憲法に背く大阪維新の会の定数削減に反対する 府・市議会定数削減ストップヘ府民の共同を
日本共産党大阪府委員会自治体部長 丸野賢治
議員定数の問題と日本国憲法の理念
大幅な削減を府・市議会で
大阪維新の会(代表=橋下徹知事)の府議会会派が、府議会議員定数を現行109から88に削減する条例改正案を5月議会に提案しました。また大阪市議会の大阪維新の会も、現行86の議員定数を69へ削減する条例案を提案するとしています。橋下知事も、「全国で類を見ないような定数削減、(公約で)やると約束したことはどんどんやっていく」と強行の構えです。

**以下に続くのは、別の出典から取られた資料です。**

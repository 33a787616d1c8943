//! Error types for entity commands

use ehs_coordinator::CoordinatorError;
use thiserror::Error;

/// Errors returned by entity commands (turn on, select option, set value...)
#[derive(Debug, Error)]
pub enum EntityError {
    /// The entity has no device behind it, or its device is not ready
    #[error("Entity {0} is unavailable")]
    Unavailable(String),

    /// A numeric value was outside the entity's range
    #[error("Invalid value: {0}")]
    InvalidValue(String),

    /// A select option or operation mode not offered by the entity
    #[error("Invalid option: {0}")]
    InvalidOption(String),

    /// The write reached the coordinator and failed there
    #[error("Coordinator error: {0}")]
    Coordinator(#[from] CoordinatorError),
}

pub type Result<T> = std::result::Result<T, EntityError>;

#[cfg(test)]
mod tests {
    use super::*;
    use nasa_client::TransportError;

    #[test]
    fn test_error_display() {
        let err = EntityError::Unavailable("entry_20.00.00_heating".to_string());
        assert_eq!(err.to_string(), "Entity entry_20.00.00_heating is unavailable");

        let err = EntityError::InvalidOption("mode_9".to_string());
        assert_eq!(err.to_string(), "Invalid option: mode_9");
    }

    #[test]
    fn test_coordinator_error_conversion() {
        let err: EntityError = CoordinatorError::Transport(TransportError::NotConnected).into();
        assert!(matches!(err, EntityError::Coordinator(_)));
    }
}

議員定数は、地方自治実現の憲法理念にかかわる問題であり、議会制民主主義をどう考えるかという民主主義の重大問題です。決して一党一派の“思惑”で扱ってはならないものです。日本共産党は、憲法に背く民主主義破壊の定数削減にきっぱり反対し、広範な府民の皆さんと共同して、民主主義と地方自治を守るため全力を尽くします。
議会と議員の根拠は憲法に
そもそも地方議会と地方議員は、誰のために、何をするために存在するのでしょうか。その根拠は憲法に由来します。憲法93条は、地方自治体に議会を設置すること、自治体の首長と議員は住民が直接選挙で選ぶことを定めています。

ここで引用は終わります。